Pieter_Bruegel_the_Elder_-_The_Tower_of_Babel_(Vienna)_-_Google_Art_Project_-_edited

Hello all. Some months ago (March, to be exact), I made considerable noise about applying for the Amtrak Writer’s Residency, a contest of sorts wherein a handful of lucky writers would win the privilege of taking a free long distance train trip for the sole purpose of looking and writing, and promoting Amtrak, of course. Sounded heavenly to me, and I figured, what the heck? I sent in my app and held my breath. Tick tick tick…

Finally, on June 17, I received a very nice email from Amtrak.
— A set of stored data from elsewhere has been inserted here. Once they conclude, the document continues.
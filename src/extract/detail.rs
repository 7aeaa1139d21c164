//! Field extraction for advertisement pages
//!
//! The same extractor runs on full detail pages and on single listing items.
//! Listing-style markup never carries phone, plate or VIN, so those fields are
//! left empty for it instead of being guessed from unrelated elements.

use crate::crawler::normalize_phone;
use crate::extract::{
    collapse_whitespace, first_attr, first_in_chain, first_srcset_url, first_text, select_first,
    selector, text_excluding, text_of,
};
use crate::storage::CarRecord;
use crate::url::{extract_ad_id, resolve};
use once_cell::sync::Lazy;
use regex::Regex;
use scraper::{ElementRef, Html};

/// Containers that only appear on listing pages
const LISTING_MARKERS: &str = ".ticket-item, .content-bar, .content-ticket";

const PRICE_SELECTORS: &[&str] = &[
    r#".price-ticket .bold[data-currency="USD"]"#,
    ".price_value strong",
    r#"[data-currency="USD"]"#,
];

const HEADING_SELECTORS: &[&str] = &["h1.head", "h1.auto-head"];

const LISTING_ODOMETER_SELECTORS: &[&str] = &["li.item-char.js-race", ".characteristic-oil"];

const DETAIL_ODOMETER_SELECTOR: &str = ".base-information .size18";

const SELLER_SELECTORS: &[&str] = &[".seller_info_name", ".seller-info .name"];

const LISTING_SELLER_SELECTORS: &[&str] = &[".seller_info_name", ".user-name", ".seller-info .name"];

const STATIC_PHONE_ATTRS: &[(&str, &str)] = &[
    (".phone[data-phone-number]", "data-phone-number"),
    ("[data-value]", "data-value"),
    ("span.phone[data-phone-unmask]", "data-phone-number"),
];

const GENERIC_IMAGE_SELECTORS: &[&str] = &[
    ".photo-620x465 img[src]",
    ".carousel img[src]",
    ".gallery-order img[src]",
    ".ticket-photo img[src]",
];

const THUMBNAIL_SELECTORS: &str = ".carousel-photo, .photo-620x465, .thumbnail";

const PHOTO_CAPTION_SELECTORS: &[&str] = &[".count-photo .count .mhide", ".count-photo .count .dhide"];

static YEAR: Lazy<Regex> = Lazy::new(|| Regex::new(r"\b(\d{4})\b").expect("valid year regex"));

static LEADING_INT: Lazy<Regex> =
    Lazy::new(|| Regex::new(r"\d(?:[\d\s\u{a0}]*\d)?").expect("valid integer regex"));

static THOUSANDS_KM: Lazy<Regex> = Lazy::new(|| {
    Regex::new(r"(?i)(\d+)\s*(?:тис|тыс|thousand)\.?\s*(?:км|km)").expect("valid thousands km regex")
});

static VIN: Lazy<Regex> =
    Lazy::new(|| Regex::new(r"(?i)\b[A-HJ-NPR-Z0-9]{17}\b").expect("valid VIN regex"));

static SHOW_ALL_PHOTOS: Lazy<Regex> =
    Lazy::new(|| Regex::new(r"(?i)всі\s+(\d+)\s+фотограф").expect("valid photo count regex"));

static PHOTO_OF_TOTAL: Lazy<Regex> =
    Lazy::new(|| Regex::new(r"з\s+(\d+)").expect("valid photo caption regex"));

/// Extracts a [`CarRecord`] for `url` from page content
///
/// `base_origin` is used to absolutize image URLs. Fields that cannot be
/// found stay empty; this function never fails.
pub fn extract_record(html: &str, url: &str, base_origin: &str) -> CarRecord {
    let document = Html::parse_document(html);
    let root = document.root_element();
    let listing_style = select_first(root, LISTING_MARKERS).is_some();

    let mut record = extract_from_scope(root, url, base_origin, listing_style);

    if !listing_style {
        record.odometer = record.odometer.or_else(|| thousands_km_in_text(&text_of(root)));
    }

    tracing::debug!(
        "Extracted {} ({}): price={:?} odometer={:?} vin={:?}",
        url,
        if listing_style { "listing" } else { "detail" },
        record.price_usd,
        record.odometer,
        record.car_vin
    );

    record
}

/// Builds a record from one scope, either a whole page or one listing item
pub(crate) fn extract_from_scope(
    scope: ElementRef<'_>,
    url: &str,
    base_origin: &str,
    listing_style: bool,
) -> CarRecord {
    let mut record = CarRecord::new(url);

    record.title = extract_title(scope).unwrap_or_else(|| CarRecord::UNKNOWN_TITLE.to_string());
    record.price_usd = first_in_chain(scope, PRICE_SELECTORS).and_then(|el| parse_price(&text_of(el)));

    let (image_url, images_count) = extract_images(scope, base_origin);
    record.image_url = image_url;
    record.images_count = images_count;

    if listing_style {
        record.odometer = first_in_chain(scope, LISTING_ODOMETER_SELECTORS)
            .and_then(|el| parse_odometer(&text_of(el)));
        record.username = first_text(scope, LISTING_SELLER_SELECTORS);
    } else {
        record.odometer = extract_detail_odometer(scope);
        record.username = extract_seller(scope);
        record.phone_number = static_phone_in(scope);
        record.car_number = select_first(scope, ".state-num")
            .map(|el| text_excluding(el, &[".popup"]))
            .filter(|plate| !plate.is_empty());
        record.car_vin = select_first(scope, ".label-vin")
            .map(|el| text_excluding(el, &["svg", ".popup"]))
            .and_then(|text| parse_vin(&text));
    }

    record
}

/// Returns true if the content is a listing page rather than an advertisement
pub fn is_listing_style(html: &str) -> bool {
    let document = Html::parse_document(html);
    select_first(document.root_element(), LISTING_MARKERS).is_some()
}

/// Phone number present in static markup, normalized
pub fn extract_static_phone(html: &str) -> Option<String> {
    let document = Html::parse_document(html);
    static_phone_in(document.root_element())
}

/// Advertisement id from the URL, else from a `data-advertisement-id` attribute
pub fn find_ad_id(html: &str, url: &str) -> Option<String> {
    extract_ad_id(url).or_else(|| {
        let document = Html::parse_document(html);
        first_attr(
            document.root_element(),
            &[("[data-advertisement-id]", "data-advertisement-id")],
        )
    })
}

/// Parses a price string, keeping digits only
///
/// Returns None when there are no digits; a missing price is never zero.
pub fn parse_price(text: &str) -> Option<f64> {
    let digits: String = text.chars().filter(char::is_ascii_digit).collect();
    if digits.is_empty() {
        return None;
    }
    digits.parse().ok()
}

/// Parses an odometer string into kilometres
///
/// Takes the leading integer and multiplies it by 1000 only when the text
/// carries a thousands marker (`тис`, `тыс`, `thousand`).
///
/// ```
/// use ria_harvest::extract::parse_odometer;
///
/// assert_eq!(parse_odometer("120 тис. км"), Some(120_000));
/// assert_eq!(parse_odometer("120 км"), Some(120));
/// ```
pub fn parse_odometer(text: &str) -> Option<u32> {
    let number = LEADING_INT.find(text)?;
    let value: u32 = number
        .as_str()
        .chars()
        .filter(char::is_ascii_digit)
        .collect::<String>()
        .parse()
        .ok()?;

    if has_thousands_marker(text) {
        value.checked_mul(1000)
    } else {
        Some(value)
    }
}

/// Extracts a VIN from badge text
///
/// Returns the 17-character VIN when one is present, else the trimmed raw
/// text, else None for empty text.
pub fn parse_vin(text: &str) -> Option<String> {
    let text = text.trim();
    if text.is_empty() {
        return None;
    }

    let compact: String = text.chars().filter(|c| !c.is_whitespace()).collect();
    VIN.find(text)
        .or_else(|| VIN.find(&compact))
        .map(|m| m.as_str().to_uppercase())
        .or_else(|| Some(text.to_string()))
}

fn has_thousands_marker(text: &str) -> bool {
    let lower = text.to_lowercase();
    lower.contains("тис") || lower.contains("тыс") || lower.contains("thousand")
}

fn thousands_km_in_text(text: &str) -> Option<u32> {
    THOUSANDS_KM
        .captures(text)
        .and_then(|caps| caps.get(1))
        .and_then(|m| m.as_str().parse::<u32>().ok())
        .and_then(|value| value.checked_mul(1000))
}

fn extract_title(scope: ElementRef<'_>) -> Option<String> {
    if let Some(ticket_title) = select_first(scope, ".ticket-title") {
        if let Some(brand) = select_first(ticket_title, ".blue.bold") {
            let brand = text_of(brand);
            let year = YEAR
                .captures(&text_of(ticket_title))
                .and_then(|caps| caps.get(1))
                .map(|m| m.as_str().to_string())
                .unwrap_or_default();
            let title = format!("{} {}", brand, year).trim().to_string();
            if !title.is_empty() {
                return Some(title);
            }
        }
    }

    first_text(scope, HEADING_SELECTORS)
        .or_else(|| first_attr(scope, &[(r#"meta[property="og:title"]"#, "content")]))
}

fn extract_detail_odometer(scope: ElementRef<'_>) -> Option<u32> {
    if let Some(value) = first_in_chain(scope, LISTING_ODOMETER_SELECTORS)
        .and_then(|el| thousands_km_in_text(&text_of(el)))
    {
        return Some(value);
    }

    let element = select_first(scope, DETAIL_ODOMETER_SELECTOR)?;
    let digits: String = text_of(element).chars().filter(char::is_ascii_digit).collect();
    let value: u32 = digits.parse().ok()?;

    // The unit lives in the parent, next to the number
    let container = element
        .parent()
        .and_then(ElementRef::wrap)
        .map(text_of)
        .unwrap_or_default();

    if has_thousands_marker(&container) {
        value.checked_mul(1000)
    } else {
        Some(value)
    }
}

fn extract_seller(scope: ElementRef<'_>) -> Option<String> {
    first_text(scope, SELLER_SELECTORS).or_else(|| {
        let raw = first_attr(scope, &[("[data-phone-unmask]", "data-phone-unmask")])?;
        let data: serde_json::Value = serde_json::from_str(&raw).ok()?;
        data.get("name")
            .and_then(|name| name.as_str())
            .map(collapse_whitespace)
            .filter(|name| !name.is_empty())
    })
}

fn static_phone_in(scope: ElementRef<'_>) -> Option<String> {
    first_attr(scope, STATIC_PHONE_ATTRS)
        .or_else(|| first_text(scope, &["span.phone[data-phone-unmask]"]))
        .and_then(|raw| normalize_phone(&raw))
}

fn extract_images(scope: ElementRef<'_>, base_origin: &str) -> (Option<String>, u32) {
    let image = find_image_url(scope)
        .and_then(|src| resolve(base_origin, &src).ok().or(Some(src)));
    (image, count_images(scope))
}

fn find_image_url(scope: ElementRef<'_>) -> Option<String> {
    if let Some(photo) = select_first(scope, ".ticket-photo") {
        let from_photo = select_first(photo, "source[srcset]")
            .and_then(|el| el.value().attr("srcset"))
            .and_then(first_srcset_url)
            .map(str::to_string)
            .or_else(|| first_attr(photo, &[("img[src]", "src")]));
        if from_photo.is_some() {
            return from_photo;
        }
    }

    if let Some(carousel) = select_first(scope, ".gallery-order.carousel") {
        let from_carousel = first_attr(carousel, &[(".photo-620x465 img", "src")])
            .or_else(|| json_ld_image(carousel));
        if from_carousel.is_some() {
            return from_carousel;
        }
    }

    select_first(scope, "picture source[srcset]")
        .and_then(|el| el.value().attr("srcset"))
        .and_then(first_srcset_url)
        .map(str::to_string)
        .or_else(|| {
            let chain: Vec<(&str, &str)> =
                GENERIC_IMAGE_SELECTORS.iter().map(|css| (*css, "src")).collect();
            first_attr(scope, &chain)
        })
        .or_else(|| json_ld_image(scope))
}

/// First image `contentUrl` (or plain string) from an embedded JSON-LD block
fn json_ld_image(scope: ElementRef<'_>) -> Option<String> {
    let sel = selector(r#"script[type="application/ld+json"]"#)?;
    scope.select(&sel).find_map(|script| {
        let raw: String = script.text().collect();
        let data: serde_json::Value = serde_json::from_str(raw.trim()).ok()?;
        let first = match data.get("image")? {
            serde_json::Value::Array(images) => images.first()?.clone(),
            other => other.clone(),
        };
        match first {
            serde_json::Value::String(url) => Some(url),
            serde_json::Value::Object(map) => map
                .get("contentUrl")
                .and_then(|url| url.as_str())
                .map(str::to_string),
            _ => None,
        }
    })
}

fn count_images(scope: ElementRef<'_>) -> u32 {
    if let Some(count) = select_first(scope, ".show-all")
        .and_then(|el| capture_u32(&SHOW_ALL_PHOTOS, &text_of(el)))
    {
        return count;
    }

    let thumbnails = selector(THUMBNAIL_SELECTORS)
        .map(|sel| scope.select(&sel).count())
        .unwrap_or(0);
    if thumbnails > 0 {
        return thumbnails as u32;
    }

    if let Some(count) = first_attr(scope, &[("[data-photo-count]", "data-photo-count")])
        .and_then(|raw| raw.parse::<u32>().ok())
        .filter(|count| *count > 0)
    {
        return count;
    }

    first_in_chain(scope, PHOTO_CAPTION_SELECTORS)
        .and_then(|el| capture_u32(&PHOTO_OF_TOTAL, &text_of(el)))
        .unwrap_or(0)
}

fn capture_u32(pattern: &Regex, text: &str) -> Option<u32> {
    pattern
        .captures(text)
        .and_then(|caps| caps.get(1))
        .and_then(|m| m.as_str().parse().ok())
}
In short, and in the friendliest possible way, they dumped me and my training aspirations right off the High Trestle Bridge (a particularly lovely former railroad bridge on a bike trail in Madrid, Iowa) and a high bridge it is, indeed.

According to Amtrak, they had more than 16,000 applicants for this gig, and I can’t say I’m surprised. They narrowed it down to 150 finalists based on the following criteria, “…the quality and completeness of their application package, as well as the extensiveness of their social community and ability to reach online audiences with content.” Am I missing something here? Oh yeah, writing ability? Ah, of course, that is what they mean by “quality.” Short shrift, I’m thinking, next to the social networking capabilities.

Credit where credit is due, though. Managing that many applications had to have been a truly Herculean task—I see many long nights, warm sodas and cold pizzas. And I can imagine the conversation of the judges, but I’ll spare you. I think their lessons-learned list is probably corporate legend at this point. Plus, as a non-finalist, the offer of a 15% discount on any long distance Amtrak route I choose is much appreciated.

Still, because it’s really all about me, I can’t help but ponder why I was not chosen, even as a finalist. Could it be that my writing sucks? Hmmm. Surely not.

Having eliminated that possibility, I do know that the five of you who are reading this are a mighty force indeed, though perhaps not quite what they had in mind for an “extensive social community.” Nonetheless, I appreciate every single one of you.

Or perhaps it was my embarrassing lack of Instagram skills.

It may also, perhaps, be because I took the liberty of razzing Amtrak, just a bit, in a good-natured way, about their stunning lack of follow-through. After all, the initial huge TAH DAH! reveal was followed by months of crickets; not the best way to build momentum and enthusiasm. I should know. I’ve heard my share of crickets.

So, Amtrak, I want you to know that I’ve been in your corner from the beginning on this. Really. It was a cool idea, and I wish you and your chosen scribes stunning success.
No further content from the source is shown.